FACTS AND PROCEDURAL HISTORY
The plaintiff, Dwayne Chauvin, was previously a plaintiff in a cumulated
action styled Warren Lester, et al. v. Exxon Mobil Corporation, et al., 2002-19657,
Civil District Court, Orleans Parish, Div. N-8. In the Lester litigation, Mr.
Chauvin sought damages against Shell Oil Company, Shell Offshore Inc., and
SWEPI LP (hereinafter collectively referred to as “Shell”), among other
defendants, for injuries he allegedly incurred as a result of his occupational
exposure to naturally occurring radioactive material (“NORM”) from 1980 to
1992. In February 2011, Mr.
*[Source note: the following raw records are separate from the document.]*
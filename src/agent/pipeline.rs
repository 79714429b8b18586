//! Retrieval-augmented answer pipeline.
//!
//! Wraps an [`AgentRunner`] with the retry policy and normalizes whatever
//! comes back into a [`StructuredAnswer`]. Every path ends in an answer; the
//! pipeline never hands an error to its caller.

use std::sync::Arc;

use serde::{Deserialize, Serialize};

use super::agent_loop::{AgentError, AgentOutput, AgentRunner};
use super::retry::{RetryError, RetryPolicy};

/// Answer when every attempt failed with a transient error.
pub const RETRY_EXHAUSTED_ANSWER: &str =
    "I'm having trouble processing your request after multiple attempts. Please try again later.";

/// Answer for any other failure.
pub const GENERAL_ERROR_ANSWER: &str =
    "I encountered an error while processing your request. Please try again or contact support.";

/// The fixed response shape.
#[derive(Debug, Clone, PartialEq, Eq, Serialize, Deserialize)]
pub struct StructuredAnswer {
    pub answer: String,
}

impl StructuredAnswer {
    pub fn new(answer: impl Into<String>) -> Self {
        Self {
            answer: answer.into(),
        }
    }
}

#[derive(Debug, Clone, Copy, PartialEq, Eq)]
pub enum FailureKind {
    RetriesExhausted,
    General,
}

/// Terminal state of one pipeline run.
#[derive(Debug, Clone, Copy, PartialEq, Eq)]
pub enum PipelineOutcome {
    /// The agent produced the required shape directly.
    Success,
    /// The shape had to be recovered from raw text, or the raw text was used.
    Degraded,
    /// The fixed apology was returned.
    Failed(FailureKind),
}

#[derive(Debug, Clone, PartialEq)]
pub struct PipelineResult {
    pub answer: StructuredAnswer,
    pub outcome: PipelineOutcome,
    pub attempts: u32,
}

pub struct AnswerPipeline {
    runner: Arc<dyn AgentRunner>,
    policy: RetryPolicy,
}

impl AnswerPipeline {
    pub fn new(runner: Arc<dyn AgentRunner>, policy: RetryPolicy) -> Self {
        Self { runner, policy }
    }

    pub async fn answer(&self, query: &str) -> StructuredAnswer {
        self.run(query).await.answer
    }

    pub async fn run(&self, query: &str) -> PipelineResult {
        let mut attempts = 0;
        let result = self
            .policy
            .run(
                |attempt| {
                    attempts = attempt + 1;
                    if attempt > 0 {
                        tracing::info!("Retrying agent invocation (attempt {})", attempt + 1);
                    }
                    self.runner.run(query)
                },
                AgentError::is_transient,
            )
            .await;

        let (answer, outcome) = match result {
            Ok(output) => coerce(output),
            Err(RetryError::Exhausted { attempts, last }) => {
                tracing::error!("Agent failed after {} attempts: {}", attempts, last);
                failed(FailureKind::RetriesExhausted)
            }
            Err(RetryError::Fatal { error, .. }) => {
                tracing::error!("Agent failed with non-retryable error: {}", error);
                failed(FailureKind::General)
            }
        };

        tracing::info!(?outcome, attempts, "Pipeline finished");
        PipelineResult {
            answer,
            outcome,
            attempts,
        }
    }
}

fn failed(kind: FailureKind) -> (StructuredAnswer, PipelineOutcome) {
    let text = match kind {
        FailureKind::RetriesExhausted => RETRY_EXHAUSTED_ANSWER,
        FailureKind::General => GENERAL_ERROR_ANSWER,
    };
    (StructuredAnswer::new(text), PipelineOutcome::Failed(kind))
}

/// Normalize agent output into the response shape.
///
/// Order: the agent's own parsed answer, then an answer object recovered
/// from the raw text (code fences or surrounding prose stripped), then the
/// raw text verbatim. Blank answers never count as a match.
pub fn coerce(output: AgentOutput) -> (StructuredAnswer, PipelineOutcome) {
    if let Some(structured) = output.structured {
        if !structured.answer.trim().is_empty() {
            return (structured, PipelineOutcome::Success);
        }
    }

    if let Some(recovered) = extract_answer(&output.raw) {
        tracing::warn!("Agent output did not match the answer shape; recovered it from raw text");
        return (recovered, PipelineOutcome::Degraded);
    }

    if output.raw.trim().is_empty() {
        return failed(FailureKind::General);
    }

    tracing::warn!("Agent output is not an answer object; returning raw text");
    (StructuredAnswer::new(output.raw), PipelineOutcome::Degraded)
}

fn extract_answer(raw: &str) -> Option<StructuredAnswer> {
    let trimmed = raw.trim();
    let candidates = [
        Some(trimmed),
        strip_code_fence(trimmed),
        outermost_object(trimmed),
    ];

    candidates
        .into_iter()
        .flatten()
        .filter_map(|text| serde_json::from_str::<StructuredAnswer>(text).ok())
        .find(|parsed| !parsed.answer.trim().is_empty())
}

fn strip_code_fence(text: &str) -> Option<&str> {
    let body = text.strip_prefix("```")?.strip_suffix("```")?;
    let body = body.strip_prefix("json").unwrap_or(body);
    Some(body.trim())
}

fn outermost_object(text: &str) -> Option<&str> {
    let start = text.find('{')?;
    let end = text.rfind('}')?;
    (start < end).then(|| &text[start..=end])
}
//! Google login, callback, logout and profile routes.

use std::sync::Arc;

use axum::extract::{Query, State};
use axum::http::{header, HeaderMap, StatusCode};
use axum::response::{AppendHeaders, IntoResponse, Redirect, Response};
use axum::routing::{get, post};
use axum::{Json, Router};

use crate::oauth::{new_state_token, IdentityProvider};
use crate::session::{AuthError, Session, SessionManager};

use super::types::{CallbackParams, ErrorDetail, MessageResponse};

pub const SESSION_COOKIE: &str = "session_id";
pub const STATE_COOKIE: &str = "oauth_state";
const STATE_MAX_AGE_SECS: i64 = 600;

/// Everything the authenticated variant needs.
pub struct AuthState {
    pub provider: Arc<dyn IdentityProvider>,
    pub sessions: SessionManager,
    /// Where the browser goes after login; JSON profile when unset
    pub frontend_url: Option<String>,
}

impl AuthState {
    /// Resolve the caller's session from the `session_id` cookie.
    pub async fn authenticate(&self, headers: &HeaderMap) -> Result<Session, AuthError> {
        let id = cookie(headers, SESSION_COOKIE).ok_or(AuthError::MissingSession)?;
        self.sessions.validate(&id).await
    }
}

impl IntoResponse for AuthError {
    fn into_response(self) -> Response {
        let status = match &self {
            AuthError::StateMismatch | AuthError::MissingCode => StatusCode::BAD_REQUEST,
            AuthError::Store(_) => StatusCode::INTERNAL_SERVER_ERROR,
            AuthError::MissingSession
            | AuthError::InvalidSession
            | AuthError::SessionExpired
            | AuthError::Provider(_) => StatusCode::UNAUTHORIZED,
        };
        let detail = match &self {
            AuthError::Provider(_) => "Authentication failed".to_string(),
            AuthError::Store(_) => "Internal server error".to_string(),
            other => other.to_string(),
        };
        (status, Json(ErrorDetail::new(detail))).into_response()
    }
}

pub fn routes(state: Arc<AuthState>) -> Router {
    Router::new()
        .route("/auth/google/login", get(login))
        .route("/auth/google/callback", get(callback))
        .route("/auth/logout", post(logout))
        .route("/auth/me", get(me))
        .with_state(state)
}

async fn login(State(auth): State<Arc<AuthState>>) -> Result<Response, AuthError> {
    let state = new_state_token();
    let url = auth.provider.authorize_url(&state)?;
    Ok((
        AppendHeaders([(
            header::SET_COOKIE,
            set_cookie(STATE_COOKIE, &state, STATE_MAX_AGE_SECS),
        )]),
        Redirect::to(&url),
    )
        .into_response())
}

async fn callback(
    State(auth): State<Arc<AuthState>>,
    Query(params): Query<CallbackParams>,
    headers: HeaderMap,
) -> Result<Response, AuthError> {
    // CSRF check comes before anything is sent to the provider.
    let expected = cookie(&headers, STATE_COOKIE);
    match (expected.as_deref(), params.state.as_deref()) {
        (Some(expected), Some(received)) if !expected.is_empty() && expected == received => {}
        _ => {
            tracing::warn!("OAuth callback rejected: state mismatch");
            return Err(AuthError::StateMismatch);
        }
    }

    if let Some(error) = &params.error {
        tracing::warn!("Identity provider returned error: {}", error);
    }
    let code = params
        .code
        .filter(|c| !c.is_empty())
        .ok_or(AuthError::MissingCode)?;

    let profile = auth.provider.exchange(&code).await.map_err(|e| {
        tracing::error!("OAuth code exchange failed: {}", e);
        AuthError::Provider(e)
    })?;
    let session = auth.sessions.create(profile).await?;

    let cookies = AppendHeaders([
        (
            header::SET_COOKIE,
            set_cookie(SESSION_COOKIE, &session.id, auth.sessions.ttl().num_seconds()),
        ),
        (header::SET_COOKIE, clear_cookie(STATE_COOKIE)),
    ]);

    Ok(match &auth.frontend_url {
        Some(url) => (cookies, Redirect::to(url)).into_response(),
        None => (cookies, Json(session.profile)).into_response(),
    })
}

async fn logout(State(auth): State<Arc<AuthState>>, headers: HeaderMap) -> Result<Response, AuthError> {
    if let Some(id) = cookie(&headers, SESSION_COOKIE) {
        auth.sessions.logout(&id).await?;
    }
    Ok((
        AppendHeaders([(header::SET_COOKIE, clear_cookie(SESSION_COOKIE))]),
        Json(MessageResponse {
            message: "Logged out".to_string(),
        }),
    )
        .into_response())
}

async fn me(State(auth): State<Arc<AuthState>>, headers: HeaderMap) -> Result<Response, AuthError> {
    let session = auth.authenticate(&headers).await?;
    Ok(Json(session.profile).into_response())
}

/// Value of the named cookie from the `Cookie` request headers.
pub fn cookie(headers: &HeaderMap, name: &str) -> Option<String> {
    headers
        .get_all(header::COOKIE)
        .iter()
        .filter_map(|v| v.to_str().ok())
        .flat_map(|v| v.split(';'))
        .filter_map(|pair| pair.trim().split_once('='))
        .find(|(key, _)| *key == name)
        .map(|(_, value)| value.to_string())
}

fn set_cookie(name: &str, value: &str, max_age: i64) -> String {
    format!("{name}={value}; HttpOnly; SameSite=Lax; Path=/; Max-Age={max_age}")
}

fn clear_cookie(name: &str) -> String {
    set_cookie(name, "", 0)
}

#[cfg(test)]
mod tests {
    use super::*;
    use axum::http::HeaderValue;

    #[test]
    fn reads_cookie_among_others() {
        let mut headers = HeaderMap::new();
        headers.insert(
            header::COOKIE,
            HeaderValue::from_static("theme=dark; session_id=abc-123; oauth_state=xyz"),
        );
        assert_eq!(cookie(&headers, "session_id").as_deref(), Some("abc-123"));
        assert_eq!(cookie(&headers, "oauth_state").as_deref(), Some("xyz"));
        assert_eq!(cookie(&headers, "missing"), None);
    }

    #[test]
    fn cookies_are_http_only() {
        let value = set_cookie(SESSION_COOKIE, "abc", 86_400);
        assert_eq!(
            value,
            "session_id=abc; HttpOnly; SameSite=Lax; Path=/; Max-Age=86400"
        );
        assert!(clear_cookie(STATE_COOKIE).ends_with("Max-Age=0"));
    }
}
Chauvin entered into a Confidential Settlement
Agreement (“Agreement”) with Shell to end his participation in the Lester
litigation.
The Agreement provided that, in exchange for a confidential settlement
amount, Mr. Chauvin released all past, present, and future claims for damages
arising from Shell’s conduct and actions that allegedly resulted in Mr. Chauvin’s
occupational exposure to NORM. This provision defined the “Released Claims”
and specifically included “punitive” and “exemplary” damages, as well as all
liability arising from Shell’s alleged “wanton or reckless conduct.” The
Agreement further provided that, “[n]otwithstanding the foregoing,…” Mr.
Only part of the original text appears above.